Six years of self-harm


It’s taken six years of economic meltdown caused by Brexit, but at last a senior member of Britain’s ruling Conservative party is saying it’s time to re-join the European single market.

Tobias Ellwood, who chairs the UK’s defence select committee, said the Brexit deal negotiated by the Government had left industry strangled by red tape, and that securing closer economic links with the would help bolster the economy at a time of soaring bills and widespread inflation.

Ellwood, who is one of the 28 Tory MPs to have publicly called on Boris Johnson to resign, urged the prime minister to pursue a Norway-style relationship with the EU.

Norway is not in the EU but has full access to its single market, meaning it enjoys low-friction trade with the bloc, by virtue of its membership of a trade group called the European Economic Area (EEA).

A number of Conservative and opposition Labour MPs campaigned for a Norway-style Brexit following the June 2016 referendum, but staunch Brexiteers argued that it would undermine the UK’s sovereignty. Since then, the UK economy has nose-dived. Brexit has been a disaster.

Johnson and the Vote Leave campaign promised in 2016 that £350m a month would flow back from Brussels because the UK would stop contributing to EU coffers.

The impression was that there would be no downside.

Britain would thrive outside Europe’s bureaucracy which was strangling our companies with red tape. The reality is that red tape has increased enormously – strangling exports and making imports more expensive. Even Johnson now admits to being “overly optimistic”.

Next year the OECD calculates that the UK will record the lowest growth in the G20 with the exception of Russia whose economy is being drained by its war on Ukraine.

The Office for Budget Responsibility says Brexit will have a long-term effect of cutting UK GDP by a hefty 4 per cent, an estimate unchanged since early 2020. The Financial Times says such a decline amounts to £100bn in lost output, and £40bn less revenue to the Treasury a year.

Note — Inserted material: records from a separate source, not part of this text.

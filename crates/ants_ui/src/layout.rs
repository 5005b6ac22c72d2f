//! Where cards sit on the table.
//!
//! Every card position has a tile-map home (the 4×6 block drawn into the
//! background) and a pixel position used while the card slides as sprites.

use ants_rendering::DISCARD_SLOT;
use ants_shared::constants::{
    CARD_COLUMNS, CARD_ROWS, DISCARD_X_TILE, DISCARD_Y_TILE, DRAW_X_TILE, DRAW_Y_TILE,
    HAND_SIZE, HAND_Y_TILE,
};

/// Pixels per tile side.
pub const TILE_PIXELS: u16 = 8;

/// A point in screen pixels.
#[derive(Debug, Clone, Copy, Default, PartialEq, Eq, Hash)]
pub struct Point {
    /// X position (left edge).
    pub x: u16,
    /// Y position (top edge).
    pub y: u16,
}

impl Point {
    /// Creates a new point.
    #[must_use]
    pub const fn new(x: u16, y: u16) -> Self {
        Self { x, y }
    }

    /// Top-left pixel of a tile.
    #[must_use]
    #[allow(clippy::cast_possible_truncation)]
    pub const fn from_tile(x: usize, y: usize) -> Self {
        Self {
            x: x as u16 * TILE_PIXELS,
            y: y as u16 * TILE_PIXELS,
        }
    }
}

/// A place a card can be shown.
#[derive(Debug, Clone, Copy, PartialEq, Eq, Hash)]
pub enum CardPosition {
    /// One of the eight hand slots along the bottom.
    Hand(usize),
    /// The draw pile, always face down.
    Draw,
    /// The discard pile, showing the last card played or discarded.
    Discard,
}

impl CardPosition {
    /// Every hand slot, left to right.
    #[must_use]
    pub fn hand() -> impl Iterator<Item = Self> {
        (0..HAND_SIZE).map(Self::Hand)
    }

    /// Top-left tile of the card block.
    ///
    /// # Panics
    ///
    /// Panics if a hand slot is outside the hand.
    #[must_use]
    pub fn tile(self) -> (usize, usize) {
        match self {
            Self::Hand(slot) => {
                assert!(slot < HAND_SIZE, "hand slot {slot} outside the hand");
                (slot * CARD_COLUMNS, HAND_Y_TILE)
            }
            Self::Draw => (DRAW_X_TILE, DRAW_Y_TILE),
            Self::Discard => (DISCARD_X_TILE, DISCARD_Y_TILE),
        }
    }

    /// Top-left pixel of the card.
    #[must_use]
    pub fn point(self) -> Point {
        let (x, y) = self.tile();
        Point::from_tile(x, y)
    }

    /// Card buffer slot backing this position.
    ///
    /// The draw pile only ever shows the card back, which has a buffer of
    /// its own, so it borrows slot 0.
    #[must_use]
    pub fn cache_slot(self) -> usize {
        match self {
            Self::Hand(slot) => slot,
            Self::Draw => 0,
            Self::Discard => DISCARD_SLOT,
        }
    }

    /// Size of a card in pixels.
    #[must_use]
    #[allow(clippy::cast_possible_truncation)]
    pub const fn card_size() -> (u16, u16) {
        (CARD_COLUMNS as u16 * TILE_PIXELS, CARD_ROWS as u16 * TILE_PIXELS)
    }
}
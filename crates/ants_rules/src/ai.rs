//! Computer opponent.
//!
//! Greedy, one move deep: play the affordable card that scores highest,
//! where production cards always score above everything else and other cards
//! score their cost. With nothing affordable, throw away the most expensive
//! card. Ties go to the leftmost slot.

use ants_shared::{Card, Player};

use crate::game::{GameState, Move};

/// Score of every production card.
const PRODUCTION_SCORE: u16 = 100;

/// How much the computer wants to play `card`.
#[inline]
#[must_use]
pub fn score(card: Card) -> u16 {
    if card.is_production() {
        PRODUCTION_SCORE
    } else {
        card.cost()
    }
}

/// Chooses `player`'s move. Returns `None` only for an empty hand.
#[must_use]
pub fn choose_move(state: &GameState, player: Player) -> Option<Move> {
    let cards = || {
        state
            .hand(player)
            .iter()
            .enumerate()
            .filter_map(|(slot, card)| card.map(|card| (slot, card)))
    };

    let best_play = cards()
        .filter(|&(_, card)| state.can_afford(player, card))
        .fold(None, |best: Option<(usize, u16)>, (slot, card)| {
            let s = score(card);
            match best {
                Some((_, top)) if top >= s => best,
                _ => Some((slot, s)),
            }
        });
    if let Some((slot, _)) = best_play {
        return Some(Move::Play(slot));
    }

    cards()
        .fold(None, |best: Option<(usize, u16)>, (slot, card)| match best {
            Some((_, top)) if top >= card.cost() => best,
            _ => Some((slot, card.cost())),
        })
        .map(|(slot, _)| Move::Discard(slot))
}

The UK is now behind all the other G7 nations in the pace of its recovery from the pandemic, with exports by UK small businesses to the EU down significantly.

Figures from the Centre for European Reform show that the Brexit vote has already depressed economic growth. The independent thinktank said that by the end of last year the economy was 5 per cent – or £31bn – smaller than if the UK had stayed in the EU. Faced with all this, even arch-Brexiters are increasingly turning on Johnson.

The fishing industry – promised a new lease of life out of the EU – is on the verge of crisis, with rising fuel costs making it almost uneconomic to catch fish, particularly as exporting to the EU is now so burdensome.

The first and most obvious economic blow delivered by Brexit came when sterling fell almost 10 per cent after the referendum in June 2016, against currencies that match the UK’s pattern of imports. It did not recover.

This sharp depreciation of the pound was not followed by a boom in exports as UK goods and services became cheaper on global markets, but it did raise the price of imports and pushed up inflation.

But there is a chink of hope that some of the worst damage could be undone. Boris Johnson and the Conservative party that he leads so shambolically are on the way out.

Every day the demands for Johnson to go grow louder. The chairman of his party has resigned and he has lost the backing of most Conservative MPs. More scandals about his lying and spendthrift habits emerge almost daily. Among the latest were his attempts to get his wife a lucrative Government job and plans to build his young son a treehouse costing £150,000 – but paid for by someone else and priced more than many of the houses where ordinary people live.

But the tide is now moving against him and his party. The opposition is ahead in the polls and the Conservatives have suffered two highly damaging by-election defeats.

Some leading figures in the main opposition Labour party are already talking about re-joining the European Economic Area to mitigate the worst impacts of Brexit.

In the past 6 years many of those who voted for Brexit have changed their minds or died of old age so the idea is gaining traction. But the bigger question is will Brussels ever welcome Britain back?